New York's attorney general is investigating tax strategies of some of the nation's largest private equity firms, including Bain Capital, founded by Republican presidential nominee Mitt Romney, an official familiar with the probe said Sunday.
Attorney General Eric Schneiderman is examining whether the firms have abused a tax strategy to avoid paying hundreds of millions of dollars in taxes, said the official, who spoke on the condition of anonymity because of the sensitivity of the probe. The practice involves converting some fees collected for managing accounts into fund investments, resulting in a lower tax rate.
Some tax experts who spoke to The New York Times, which first reported the investigation Sunday, believed the strategy was potentially illegal, though other experts said it was commonplace and proper.
The Democratic attorney general sent subpoenas to more than a dozen firms, including Kohlberg Kravis Roberts & Company, TPG Capital, Sun Capital Partners, Apollo Global Management, Silver Lake Partners and Bain Capital, according to the official.
A spokeswoman for Schneiderman declined to comment Sunday.
Bain has been a high-profile target of Democrats as they seek to portray Romney as someone willing to shutter businesses and lay off workers in pursuit of profit. Romney has said lessons he learned at Bain would help him as president to fix the economy and create jobs.
Though Romney collects benefits as a Bain retired partner, the inquiry isn't focused on the time he ran Bain.
The tax strategy of converting management fees into investments producing capital gains can be attractive because capital gains are subject to a federal tax rate of 15 per cent, far less than the top rate of 35 per cent for ordinary income. The "management fee waiver" strategy is widely used within the industry, the Times reported.
At least US$1 billion (NZ$1.25b) in accumulated fees that otherwise would have been taxed as ordinary income for Bain executives had been converted into investments producing capital gains, according to Bain financial documents leaked online. Bain partners were able to save more than US$200 million in federal income taxes and more than US$20 million in Medicare taxes, according to the newspaper.
The attorney general's probe predates the leak of Bain documents.

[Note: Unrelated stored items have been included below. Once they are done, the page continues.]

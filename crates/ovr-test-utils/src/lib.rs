//! Testing utilities for the ovr workspace
//!
//! Shared registries, chain helpers and sample inputs.

#![allow(missing_docs)]

use ovr_core::{ActionError, ActionRegistry, Data, RegistryConfig};

/// A JWT with header `{"alg":"HS256","typ":"JWT"}`
pub const SAMPLE_JWT: &str = "eyJhbGciOiJIUzI1NiIsInR5cCI6IkpXVCJ9.\
    eyJzdWIiOiIxMjM0NTY3ODkwIiwibmFtZSI6IkpvaG4gRG9lIiwiaWF0IjoxNTE2MjM5MDIyfQ.\
    SflKxwRJSMeKKF2QT4fwpMeJf36POk6yJV_adQssw5c";

pub const SAMPLE_JWT_HEADER: &str = r#"{"alg":"HS256","typ":"JWT"}"#;

pub const SAMPLE_JWT_PAYLOAD: &str = r#"{"sub":"1234567890","name":"John Doe","iat":1516239022}"#;

pub const SAMPLE_JSON: &str = r#"{
  "name": "ovr",
  "tags": ["text", "time"],
  "nested": {"depth": 2}
}"#;

pub const SAMPLE_WKT: &str = "POLYGON((0 0,2 0,2 2,0 2,0 0))";

/// Full catalogue with side-effect hooks removed
pub fn test_registry() -> ActionRegistry {
    ActionRegistry::with_config(&RegistryConfig::new().with_side_effects(false))
}

/// Catalogue without the geometry extension
pub fn registry_without_geometry() -> ActionRegistry {
    ActionRegistry::with_config(
        &RegistryConfig::new()
            .with_geometry(false)
            .with_side_effects(false),
    )
}

/// Apply textual steps in order, starting from `original`
pub fn apply_chain(
    registry: &ActionRegistry,
    original: &[u8],
    steps: &[&str],
) -> Result<Data, ActionError> {
    steps.iter().try_fold(Data::from_raw(original), |data, step| {
        let action = registry.resolve(&data, step)?;
        data.apply(&action)
    })
}

/// Undo `n` times, returning the last rebuilt version
pub fn undo_n(data: &Data, original: &[u8], n: usize) -> Result<Data, ActionError> {
    (0..n).try_fold(data.clone(), |d, _| d.undo(original).map(|(back, _)| back))
}
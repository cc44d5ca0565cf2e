//! Text to Text operations: case folding, trimming, quoting

use super::{as_str, text};
use crate::action::{ActionDef, ActionFn, ActionResult, Arguments};
use crate::error::{ActionError, DecodeError};
use crate::format::Format;
use unicode_segmentation::UnicodeSegmentation;

pub(super) fn actions() -> Vec<ActionDef> {
    vec![
        ActionDef::new(
            &["upper"],
            "Transforms input with all Unicode letters mapped to their upper case",
            Format::Text,
            ActionFn::Text(upper),
        ),
        ActionDef::new(
            &["lower"],
            "Transforms input with all Unicode letters mapped to their lower case",
            Format::Text,
            ActionFn::Text(lower),
        ),
        ActionDef::new(
            &["title"],
            "Transforms input to title case, first letter of each word upper case",
            Format::Text,
            ActionFn::Text(title),
        ),
        ActionDef::new(
            &["trimspace", "trim"],
            "Trim leading and trailing whitespace from input",
            Format::Text,
            ActionFn::Text(trim_space),
        ),
        ActionDef::new(
            &["quote"],
            "Quotes string with escape characters",
            Format::Text,
            ActionFn::Text(quote),
        ),
        ActionDef::new(
            &["unquote"],
            "Removes quotes and resolves escaped characters",
            Format::Text,
            ActionFn::Text(unquote),
        ),
        ActionDef::new(
            &["unescape"],
            "Unescape \\n and \\t from input",
            Format::Text,
            ActionFn::Text(unescape),
        ),
    ]
}

fn upper(input: &[u8], _: &Arguments<'_>) -> ActionResult {
    Ok(text(as_str(input).to_uppercase()))
}

fn lower(input: &[u8], _: &Arguments<'_>) -> ActionResult {
    Ok(text(as_str(input).to_lowercase()))
}

fn title(input: &[u8], _: &Arguments<'_>) -> ActionResult {
    let out: String = as_str(input)
        .split_word_bounds()
        .map(|word| {
            let mut chars = word.chars();
            match chars.next() {
                Some(first) => first
                    .to_uppercase()
                    .chain(chars.flat_map(char::to_lowercase))
                    .collect(),
                None => String::new(),
            }
        })
        .collect();
    Ok(text(out))
}

fn trim_space(input: &[u8], _: &Arguments<'_>) -> ActionResult {
    Ok(text(as_str(input).trim()))
}

// Quoting uses JSON string syntax so that quote and unquote round-trip.
fn quote(input: &[u8], _: &Arguments<'_>) -> ActionResult {
    let quoted = serde_json::to_string(&as_str(input)).map_err(DecodeError::from)?;
    Ok(text(quoted))
}

fn unquote(input: &[u8], _: &Arguments<'_>) -> ActionResult {
    let s = as_str(input);
    let trimmed = s.trim();
    if !(trimmed.len() >= 2 && trimmed.starts_with('"') && trimmed.ends_with('"')) {
        return Err(ActionError::from(DecodeError::Malformed(
            "input is not a double-quoted string".to_string(),
        )));
    }
    let unquoted: String = serde_json::from_str(trimmed).map_err(DecodeError::from)?;
    Ok(text(unquoted))
}

fn unescape(input: &[u8], _: &Arguments<'_>) -> ActionResult {
    Ok(text(as_str(input).replace("\\n", "\n").replace("\\t", "\t")))
}
//! One editing session over a single input

use ovr_core::{guess, Action, ActionError, ActionRegistry, Data, Format};

/// Separates steps in a chain, e.g. `comma,index:1,upper`
const CHAIN_SEPARATOR: char = ',';

/// Original input, the registry and the current version
pub(crate) struct Session {
    registry: ActionRegistry,
    original: Vec<u8>,
    data: Data,
    /// Steps recorded by the session itself, never undone
    floor: usize,
}

impl Session {
    /// Start from raw input
    ///
    /// Binary input is converted with `bin` as the first recorded step, so
    /// that undo can rebuild it from the original bytes.
    pub(crate) fn new(registry: ActionRegistry, original: Vec<u8>) -> Result<Self, ActionError> {
        let mut data = Data::from_raw(original.clone());
        let mut floor = 0;
        if guess(&original) == Format::Binary {
            tracing::debug!(len = original.len(), "binary input detected");
            data = data.apply(&registry.lookup(Format::Text, "bin")?)?;
            floor = 1;
        }
        Ok(Self {
            registry,
            original,
            data,
            floor,
        })
    }

    #[inline]
    pub(crate) fn data(&self) -> &Data {
        &self.data
    }

    /// Apply every step of `chain` in order
    ///
    /// Stops at the first failing step; earlier steps stay applied.
    pub(crate) fn apply_chain(&mut self, chain: &str) -> Result<(), ActionError> {
        for step in chain.split(CHAIN_SEPARATOR).map(str::trim).filter(|s| !s.is_empty()) {
            let action = self.registry.resolve(&self.data, step)?;
            self.data = self.data.apply(&action)?;
        }
        Ok(())
    }

    /// Undo up to `n` user steps, returning the popped actions, latest first
    pub(crate) fn undo(&mut self, n: usize) -> Result<Vec<Action>, ActionError> {
        let mut popped = Vec::with_capacity(n);
        for _ in 0..n {
            if self.data.stack().len() <= self.floor {
                return Err(ActionError::EmptyStack);
            }
            let (data, action) = self.data.undo(&self.original)?;
            self.data = data;
            popped.push(action);
        }
        Ok(popped)
    }

    /// Actions that can be applied to the current version
    pub(crate) fn applicable(&self) -> Vec<Action> {
        self.registry.applicable_to(&self.data)
    }
}
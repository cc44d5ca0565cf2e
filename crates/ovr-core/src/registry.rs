//! Action registry
//!
//! Provides [`ActionRegistry`] for looking up actions by input format and
//! name, and for listing the actions applicable to a value.

use crate::action::{Action, ActionDef};
use crate::config::RegistryConfig;
use crate::data::Data;
use crate::error::{ActionError, RegistryError};
use crate::format::Format;
use crate::ops;
use once_cell::sync::Lazy;
use std::collections::HashMap;
use std::sync::Arc;

/// Index of actions keyed by `"<format-prefix>,<name>"`
///
/// Built once, then read-only. Every name and alias of a definition gets its
/// own key pointing at the same shared definition.
#[derive(Debug, Clone)]
pub struct ActionRegistry {
    actions: HashMap<String, Arc<ActionDef>>,
}

/// Separates an action name from its arguments in a textual step
pub const STEP_ARG_SEPARATOR: char = ':';

static DEFAULT: Lazy<ActionRegistry> = Lazy::new(ActionRegistry::new);

/// Process-wide registry built from the default configuration
///
/// Built exactly once on first use, whichever thread gets there first.
#[must_use]
pub fn default_registry() -> &'static ActionRegistry {
    &DEFAULT
}

impl Default for ActionRegistry {
    fn default() -> Self {
        Self::new()
    }
}

impl ActionRegistry {
    /// Create a registry with no actions
    #[inline]
    #[must_use]
    pub fn empty() -> Self {
        Self {
            actions: HashMap::new(),
        }
    }

    /// Create a registry with the built-in catalogue and default extensions
    #[must_use]
    pub fn new() -> Self {
        Self::with_config(&RegistryConfig::default())
    }

    /// Create a registry with the built-in catalogue plus the extensions
    /// selected by `config`
    ///
    /// # Panics
    /// Panics if two catalogue entries share a key; this is a programming
    /// error in the catalogue itself.
    #[must_use]
    pub fn with_config(config: &RegistryConfig) -> Self {
        let mut registry = Self::empty();
        registry.register_all(ops::builtin());
        if config.geometry {
            registry.register_all(ops::geometry());
        }
        if !config.side_effects {
            registry.strip_effects();
        }
        tracing::debug!(
            actions = registry.len(),
            geometry = config.geometry,
            side_effects = config.side_effects,
            "registry built"
        );
        registry
    }

    /// Register a definition under every one of its names
    ///
    /// # Errors
    /// Returns [`RegistryError::Collision`] if any key is already taken; the
    /// registry is left unchanged in that case.
    pub fn try_register(&mut self, def: ActionDef) -> Result<(), RegistryError> {
        let format = def.input_format();
        if def.names().is_empty() {
            return Err(RegistryError::Unnamed(format));
        }
        let keys: Vec<String> = def.names().iter().map(|n| format.key(n)).collect();
        for (i, key) in keys.iter().enumerate() {
            if self.actions.contains_key(key) || keys[..i].contains(key) {
                return Err(RegistryError::Collision(key.clone()));
            }
        }

        let def = Arc::new(def);
        for key in keys {
            tracing::trace!(%key, "action registered");
            self.actions.insert(key, Arc::clone(&def));
        }
        Ok(())
    }

    /// Register a definition, failing fast on a key collision
    ///
    /// # Panics
    /// Panics if any of the definition's keys is already registered.
    pub fn register(&mut self, def: ActionDef) {
        if let Err(e) = self.try_register(def) {
            panic!("action catalogue is inconsistent: {e}");
        }
    }

    /// Register a list of definitions
    ///
    /// # Panics
    /// Panics on the first key collision.
    pub fn register_all(&mut self, defs: impl IntoIterator<Item = ActionDef>) {
        for def in defs {
            self.register(def);
        }
    }

    /// Look up an action by input format and any of its names
    ///
    /// # Errors
    /// Returns [`ActionError::NotFound`] if nothing is registered
    pub fn lookup(&self, format: Format, name: &str) -> Result<Action, ActionError> {
        let key = format.key(name);
        tracing::trace!(%key, "action lookup");
        self.actions
            .get(&key)
            .map(|def| Action::new(Arc::clone(def)))
            .ok_or_else(|| ActionError::NotFound {
                format,
                name: name.to_string(),
            })
    }

    /// Look up by a full key such as `t,upper`
    ///
    /// # Errors
    /// Returns [`ActionError::NotFound`] if the key is malformed or unknown
    pub fn lookup_key(&self, key: &str) -> Result<Action, ActionError> {
        let (prefix, name) = key.split_once(',').unwrap_or(("", key));
        let format = Format::ALL
            .into_iter()
            .find(|f| f.prefix() == prefix)
            .unwrap_or(Format::Text);
        self.actions
            .get(key)
            .map(|def| Action::new(Arc::clone(def)))
            .ok_or_else(|| ActionError::NotFound {
                format,
                name: name.to_string(),
            })
    }

    /// Look up an action applicable to `data`, falling back to a Text
    /// action broadcast over a TextList
    ///
    /// # Errors
    /// Returns [`ActionError::NotFound`] if no applicable action has that name
    pub fn lookup_for(&self, data: &Data, name: &str) -> Result<Action, ActionError> {
        match self.lookup(data.format(), name) {
            Err(ActionError::NotFound { .. }) if data.format() == Format::TextList => self
                .lookup(Format::Text, name)
                .ok()
                .filter(|a| a.definition().is_broadcastable())
                .ok_or_else(|| ActionError::NotFound {
                    format: Format::TextList,
                    name: name.to_string(),
                }),
            other => other,
        }
    }

    /// Resolve a textual step such as `upper` or `index:1` against `data`
    ///
    /// Arguments follow the name, separated by `:`, and are parsed per the
    /// declared parameter kinds. The last argument takes the rest of the
    /// step, so it may itself contain `:`.
    ///
    /// # Errors
    /// - [`ActionError::NotFound`] if no applicable action has that name
    /// - Parameter error if the arguments do not match the declaration
    pub fn resolve(&self, data: &Data, step: &str) -> Result<Action, ActionError> {
        let (name, rest) = match step.split_once(STEP_ARG_SEPARATOR) {
            Some((name, rest)) => (name.trim(), Some(rest)),
            None => (step.trim(), None),
        };
        let action = self.lookup_for(data, name)?;
        let raw: Vec<&str> = match rest {
            Some(rest) => rest
                .splitn(action.parameters().len().max(1), STEP_ARG_SEPARATOR)
                .collect(),
            None => Vec::new(),
        };
        action.with_raw_arguments(&raw)
    }

    /// All actions taking `format` as input, sorted by primary name
    #[must_use]
    pub fn for_format(&self, format: Format) -> Vec<Action> {
        self.collect(|def| def.input_format() == format)
    }

    /// All actions applicable to `data`, sorted by primary name
    ///
    /// For a TextList this also includes every Text to Text action, which
    /// is broadcast element-wise.
    #[must_use]
    pub fn applicable_to(&self, data: &Data) -> Vec<Action> {
        let format = data.format();
        self.collect(|def| {
            def.input_format() == format || (format == Format::TextList && def.is_broadcastable())
        })
    }

    /// Number of distinct definitions
    #[must_use]
    pub fn len(&self) -> usize {
        self.definitions().len()
    }

    /// Check if registry is empty
    #[inline]
    #[must_use]
    pub fn is_empty(&self) -> bool {
        self.actions.is_empty()
    }

    /// Check if a key is registered
    #[inline]
    #[must_use]
    pub fn contains(&self, format: Format, name: &str) -> bool {
        self.actions.contains_key(&format.key(name))
    }

    /// Iterate over all registered keys
    pub fn keys(&self) -> impl Iterator<Item = &str> {
        self.actions.keys().map(String::as_str)
    }

    fn definitions(&self) -> Vec<&Arc<ActionDef>> {
        let mut defs: Vec<&Arc<ActionDef>> = Vec::new();
        for def in self.actions.values() {
            if !defs.iter().any(|d| Arc::ptr_eq(d, def)) {
                defs.push(def);
            }
        }
        defs
    }

    fn collect(&self, keep: impl Fn(&ActionDef) -> bool) -> Vec<Action> {
        let mut actions: Vec<Action> = self
            .definitions()
            .into_iter()
            .filter(|def| keep(def))
            .map(|def| Action::new(Arc::clone(def)))
            .collect();
        actions.sort_by(|a, b| {
            a.name()
                .cmp(b.name())
                .then_with(|| a.input_format().cmp(&b.input_format()))
        });
        actions
    }

    fn strip_effects(&mut self) {
        let mut stripped: Vec<(Arc<ActionDef>, Arc<ActionDef>)> = Vec::new();
        for def in self.actions.values_mut() {
            if !def.has_side_effect() {
                continue;
            }
            let replacement = match stripped.iter().find(|(old, _)| Arc::ptr_eq(old, def)) {
                Some((_, new)) => Arc::clone(new),
                None => {
                    tracing::debug!(action = def.name(), "side effect disabled");
                    let new = Arc::new((**def).clone().without_effect());
                    stripped.push((Arc::clone(def), Arc::clone(&new)));
                    new
                }
            };
            *def = replacement;
        }
    }
}
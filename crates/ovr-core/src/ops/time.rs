//! Time parsing, zone conversion and rendering
//!
//! Parsed times carry their offset. Zone conversion keeps the instant and
//! only changes the offset, so `epoch` is unaffected by `est`, `et` or `utc`.

use super::{as_str, text};
use crate::action::{ActionDef, ActionFn, ActionResult, Arguments};
use crate::error::DecodeError;
use crate::format::{Format, Value};
use chrono::{DateTime, FixedOffset, SecondsFormat, TimeZone};

/// Fallback layout for ISO 8601 with a colon-less offset, e.g. `+0100`
const ISO_COMPACT_OFFSET: &str = "%Y-%m-%dT%H:%M:%S%z";

pub(super) fn actions() -> Vec<ActionDef> {
    vec![
        ActionDef::new(
            &["jsondate", "isodate"],
            "Parse JSON ISO 8601 from input",
            Format::Time,
            ActionFn::Text(parse_iso),
        ),
        ActionDef::new(
            &["epoch"],
            "Parse Epoch time from input",
            Format::Time,
            ActionFn::Text(parse_epoch),
        ),
        ActionDef::new(
            &["est"],
            "Change time to EST timezone",
            Format::Time,
            ActionFn::Time(to_est),
        ),
        ActionDef::new(&["et"], "Change time to ET timezone", Format::Time, ActionFn::Time(to_et)),
        ActionDef::new(
            &["utc"],
            "Change time to UTC timezone",
            Format::Time,
            ActionFn::Time(to_utc),
        ),
        ActionDef::new(&["iso"], "time to ISO RFC3339 text", Format::Text, ActionFn::Time(iso)),
        ActionDef::new(&["epoch"], "time to Epoch", Format::Text, ActionFn::Time(epoch)),
    ]
}

fn parse_iso(input: &[u8], _: &Arguments<'_>) -> ActionResult {
    let s = as_str(input);
    let s = s.trim();
    let t = DateTime::parse_from_rfc3339(s)
        .or_else(|_| DateTime::parse_from_str(s, ISO_COMPACT_OFFSET))
        .map_err(DecodeError::from)?;
    Ok(Value::Time(t))
}

fn parse_epoch(input: &[u8], _: &Arguments<'_>) -> ActionResult {
    let secs: i64 = as_str(input).trim().parse().map_err(DecodeError::from)?;
    let t = DateTime::from_timestamp(secs, 0).ok_or(DecodeError::TimestampRange(secs))?;
    Ok(Value::Time(t.fixed_offset()))
}

fn in_zone<Tz: TimeZone>(t: &DateTime<FixedOffset>, tz: &Tz) -> ActionResult {
    Ok(Value::Time(t.with_timezone(tz).fixed_offset()))
}

fn to_est(t: &DateTime<FixedOffset>, _: &Arguments<'_>) -> ActionResult {
    in_zone(t, &chrono_tz::EST)
}

fn to_et(t: &DateTime<FixedOffset>, _: &Arguments<'_>) -> ActionResult {
    in_zone(t, &chrono_tz::America::New_York)
}

fn to_utc(t: &DateTime<FixedOffset>, _: &Arguments<'_>) -> ActionResult {
    in_zone(t, &chrono_tz::UTC)
}

fn iso(t: &DateTime<FixedOffset>, _: &Arguments<'_>) -> ActionResult {
    Ok(text(t.to_rfc3339_opts(SecondsFormat::Secs, true)))
}

fn epoch(t: &DateTime<FixedOffset>, _: &Arguments<'_>) -> ActionResult {
    Ok(text(t.timestamp().to_string()))
}
use std::sync::Arc;

use chrono::{DateTime, Utc};
use revenue_core::{RunState, Stage};
use rusqlite::Connection;
use tokio::sync::watch;
use tracing::{error, info, warn};
use uuid::Uuid;

use crate::{
    db::{self, init_db, readable_job, schedule_json, JOB_SELECT_SQL},
    error::{Result, SchedulerError},
    executor::StageExecutor,
    schedule::compute_next_run,
    types::{Job, RetryPolicy, RunOutcome, Schedule, TaskRun, TaskStatus},
};

/// Drives pipeline runs on a schedule and records every stage attempt in SQLite.
///
/// Runs execute inline in the polling loop, so at most one run is ever in
/// flight per engine.
pub struct SchedulerEngine<E: StageExecutor> {
    conn: Connection,
    executor: Arc<E>,
    policy: RetryPolicy,
}

impl<E: StageExecutor> SchedulerEngine<E> {
    /// Create a new engine, initialising the DB schema if needed.
    pub fn new(conn: Connection, executor: Arc<E>, policy: RetryPolicy) -> Result<Self> {
        init_db(&conn)?;
        Ok(Self {
            conn,
            executor,
            policy,
        })
    }

    /// Register `name` with `schedule`, replacing any previous schedule.
    ///
    /// `next_run` is always recomputed from now: windows missed while the
    /// engine was down are not caught up.
    pub fn register(&self, name: &str, schedule: Schedule) -> Result<Job> {
        let now = Utc::now();
        let now_str = now.to_rfc3339();
        let next = compute_next_run(&schedule, now).map(|dt| dt.to_rfc3339());
        let id = Uuid::new_v4().to_string();
        let schedule_json = schedule_json(&schedule)?;

        self.conn.execute(
            "INSERT INTO jobs (id, name, schedule, last_run, next_run, run_count, created_at, updated_at)
             VALUES (?1, ?2, ?3, NULL, ?4, 0, ?5, ?5)
             ON CONFLICT(name) DO UPDATE SET
                schedule = excluded.schedule,
                next_run = excluded.next_run,
                updated_at = excluded.updated_at",
            rusqlite::params![id, name, schedule_json, next, now_str],
        )?;

        let job = db::find_job(&self.conn, name)?.ok_or_else(|| SchedulerError::JobNotFound {
            name: name.to_string(),
        })?;
        info!(job_id = %job.id, %name, next_run = ?job.next_run, "job registered");
        Ok(job)
    }

    /// Return all known jobs ordered by creation time.
    pub fn list_jobs(&self) -> Result<Vec<Job>> {
        db::list_jobs(&self.conn)
    }

    /// The most recent `limit` task attempts, newest first.
    pub fn history(&self, limit: usize) -> Result<Vec<TaskRun>> {
        db::recent_task_runs(&self.conn, limit)
    }

    /// Start a run of `name` immediately, outside its schedule.
    pub async fn trigger(&mut self, name: &str) -> Result<RunOutcome> {
        let job = db::find_job(&self.conn, name)?.ok_or_else(|| SchedulerError::JobNotFound {
            name: name.to_string(),
        })?;
        self.mark_started(&job, Utc::now(), job.next_run.clone())?;
        self.run_job(&job).await
    }

    /// Main event loop. Polls every second until `shutdown` broadcasts `true`.
    pub async fn run(mut self, mut shutdown: watch::Receiver<bool>) {
        info!("scheduler engine started");
        self.skip_missed_on_startup();

        let mut interval = tokio::time::interval(std::time::Duration::from_secs(1));
        loop {
            tokio::select! {
                _ = interval.tick() => {
                    if let Err(e) = self.tick().await {
                        error!("scheduler tick error: {e}");
                    }
                }
                _ = shutdown.changed() => {
                    if *shutdown.borrow() {
                        info!("scheduler engine shutting down");
                        break;
                    }
                }
            }
        }
    }

    /// Execute every stage of one run in order.
    ///
    /// Each stage gets `policy.max_attempts()` tries; once a stage gives up,
    /// the remaining stages are recorded as `upstream_failed` without running.
    pub async fn run_job(&mut self, job: &Job) -> Result<RunOutcome> {
        let run_id = Uuid::new_v4().to_string();
        let mut state = RunState::NotStarted;
        info!(job_id = %job.id, name = %job.name, %run_id, "run started");

        for stage in Stage::ALL {
            if let RunState::Failed { .. } = state {
                let status = TaskStatus::UpstreamFailed;
                self.insert_task_run(&run_id, &job.id, stage, 0, status, None)?;
                continue;
            }
            state = if self.execute_with_retry(&run_id, &job.id, stage).await? {
                RunState::completed(stage)
            } else {
                RunState::Failed { stage }
            };
        }

        match state {
            RunState::Done => info!(%run_id, "run succeeded"),
            other => warn!(%run_id, state = %other, "run failed"),
        }
        Ok(RunOutcome { run_id, state })
    }

    // --- private helpers ---------------------------------------------------

    /// Returns `Ok(false)` once the stage has exhausted its attempts.
    async fn execute_with_retry(
        &mut self,
        run_id: &str,
        job_id: &str,
        stage: Stage,
    ) -> Result<bool> {
        let max_attempts = self.policy.max_attempts();
        for attempt in 1..=max_attempts {
            let started = Utc::now().to_rfc3339();
            let row_id = self.insert_task_run(
                run_id,
                job_id,
                stage,
                attempt,
                TaskStatus::Running,
                Some(&started),
            )?;
            info!(%run_id, task = stage.task_id(), attempt, "task started");

            let executor = Arc::clone(&self.executor);
            let result = tokio::task::spawn_blocking(move || executor.execute(stage)).await;
            let failure = match result {
                Ok(Ok(())) => None,
                Ok(Err(e)) => Some((e.code().to_string(), e.to_string())),
                Err(e) => Some(("TASK_PANICKED".to_string(), e.to_string())),
            };

            let Some((code, message)) = failure else {
                self.finish_task_run(row_id, TaskStatus::Success, None)?;
                info!(%run_id, task = stage.task_id(), attempt, "task succeeded");
                return Ok(true);
            };

            if attempt == max_attempts {
                let failure = Some((code.as_str(), message.as_str()));
                self.finish_task_run(row_id, TaskStatus::Failed, failure)?;
                error!(%run_id, task = stage.task_id(), attempt, %code, "task failed: {message}");
                return Ok(false);
            }

            let failure = Some((code.as_str(), message.as_str()));
            self.finish_task_run(row_id, TaskStatus::UpForRetry, failure)?;
            warn!(
                %run_id,
                task = stage.task_id(),
                attempt,
                %code,
                retry_in_secs = self.policy.delay.as_secs(),
                "task failed, will retry: {message}"
            );
            tokio::time::sleep(self.policy.delay).await;
        }
        Ok(false)
    }

    fn insert_task_run(
        &self,
        run_id: &str,
        job_id: &str,
        stage: Stage,
        attempt: u32,
        status: TaskStatus,
        started_at: Option<&str>,
    ) -> Result<i64> {
        self.conn.execute(
            "INSERT INTO task_runs (run_id, job_id, stage, attempt, status, started_at)
             VALUES (?1, ?2, ?3, ?4, ?5, ?6)",
            rusqlite::params![
                run_id,
                job_id,
                stage.to_string(),
                attempt,
                status.to_string(),
                started_at
            ],
        )?;
        Ok(self.conn.last_insert_rowid())
    }

    fn finish_task_run(
        &self,
        row_id: i64,
        status: TaskStatus,
        failure: Option<(&str, &str)>,
    ) -> Result<()> {
        let (code, message) = failure.unzip();
        self.conn.execute(
            "UPDATE task_runs SET status = ?1, error_code = ?2, error = ?3, finished_at = ?4
             WHERE id = ?5",
            rusqlite::params![
                status.to_string(),
                code,
                message,
                Utc::now().to_rfc3339(),
                row_id
            ],
        )?;
        Ok(())
    }

    fn mark_started(&self, job: &Job, now: DateTime<Utc>, next: Option<String>) -> Result<()> {
        let now_str = now.to_rfc3339();
        self.conn.execute(
            "UPDATE jobs SET last_run = ?1, next_run = ?2, run_count = run_count + 1, updated_at = ?1
             WHERE id = ?3",
            rusqlite::params![now_str, next, job.id],
        )?;
        Ok(())
    }

    /// On startup, move every overdue `next_run` forward instead of firing it.
    fn skip_missed_on_startup(&mut self) {
        let now = Utc::now();
        let overdue = match self.due_jobs(now) {
            Ok(jobs) => jobs,
            Err(e) => {
                error!("missed-on-startup query failed: {e}");
                return;
            }
        };
        for job in overdue {
            let next = compute_next_run(&job.schedule, now).map(|dt| dt.to_rfc3339());
            warn!(
                job_id = %job.id,
                name = %job.name,
                missed = ?job.next_run,
                next_run = ?next,
                "skipping missed window"
            );
            if let Err(e) = self.conn.execute(
                "UPDATE jobs SET next_run = ?1, updated_at = ?2 WHERE id = ?3",
                rusqlite::params![next, now.to_rfc3339(), job.id],
            ) {
                error!(job_id = %job.id, "failed to reschedule missed job: {e}");
            }
        }
    }

    fn due_jobs(&self, now: DateTime<Utc>) -> Result<Vec<Job>> {
        let mut stmt = self.conn.prepare_cached(&format!(
            "{JOB_SELECT_SQL} WHERE next_run IS NOT NULL AND next_run <= ?1 ORDER BY next_run"
        ))?;
        let jobs = stmt
            .query_map([now.to_rfc3339()], readable_job)?
            .collect::<rusqlite::Result<Vec<_>>>()?;
        Ok(jobs.into_iter().flatten().collect())
    }

    /// Start every job whose next_run has arrived.
    async fn tick(&mut self) -> Result<()> {
        let now = Utc::now();
        for job in self.due_jobs(now)? {
            let next = compute_next_run(&job.schedule, now).map(|dt| dt.to_rfc3339());
            self.mark_started(&job, now, next.clone())?;
            info!(job_id = %job.id, name = %job.name, next_run = ?next, "executing job");
            self.run_job(&job).await?;
        }
        Ok(())
    }
}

The Internal Revenue Service has not ruled on whether the waiver strategy complies with tax law, and expert opinion varies.
Victor Fleischer, a University of Colorado law professor, told the newspaper he believed Bain had waived management fees into investments with so little risk that they would not qualify for the capital gains rate if challenged by the IRS. Some tax lawyers argued that the risk involved warrants the lower capital gains rate.
"They're risking their management fee - they're giving up the right to that management fee in any and all events," said Jack S. Levin, a finance lawyer whose firm has represented Bain.
Though retired, Romney has had investments in some of the funds that documents show used the tax strategy, according to the Times.
The Romney campaign did not immediately comment to The Associated Press. The campaign issued a statement to the Times asserting Romney did not benefit from the practice.
"Investing fee income is a common, accepted and totally legal practice," said R. Bradford Malt, a lawyer who manages Romney's investments and trusts. "However, Governor Romney's retirement agreement did not give the blind trust or him the right to do this, and I can confirm that neither he nor the trust has ever done this, whether before or after he retired from Bain Capital."